Here’s a cheap tech stock that also offers nice income right now
Evertz Technologies (TSX:ET) is a Burlington-based company that designs, manufactures, and distributes video and audio infrastructure solutions for various markets in North America and worldwide. This tech stock has increased 3% in 2022. Shares of Evertz have dropped 8.6% year over year.
The company unveiled its third-quarter fiscal 2022 results on March 8. Revenue climbed 30% year over year to $120 million. Meanwhile, net earnings more than doubled to $21.5 million. This tech stock possesses a favourable price-to-earnings ratio of 16. Better yet, it offers a quarterly dividend of $0.18 per share. That represents a strong 5.2% yield.

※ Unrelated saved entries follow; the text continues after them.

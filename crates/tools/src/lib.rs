//! Developer tooling: scene inspector and frame timing.
//!
//! # Invariants
//! - Tools only read scene state.

mod inspector;
mod timer;

pub use inspector::{CameraInfo, EntityInfo, SceneInspector, SceneSummary};
pub use timer::FrameTimer;

pub fn crate_info() -> &'static str {
    "diorama-tools v0.1.0"
}

#[cfg(test)]
mod tests {
    use super::*;

    #[test]
    fn crate_loads() {
        assert!(crate_info().contains("tools"));
    }
}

Has BlackBerry finally reached the bottom?
BlackBerry (TSX:BB)(NYSE:BB) is the fourth Canadian tech stock I’d consider snatching up in the first week of May. This Waterloo-based company transitioned to software in the previous decade and offers exposure to the red-hot cybersecurity and automated vehicle sectors. That said, these sectors are also extremely competitive.
Shares of this tech stock have plunged 37% so far in 2022. The company has failed to gather the kind of earnings momentum that analysts have been hungry for in recent years. That said, it did manage to achieve profitability. This tech stock remains a high-risk, high-reward play in the middle of the spring.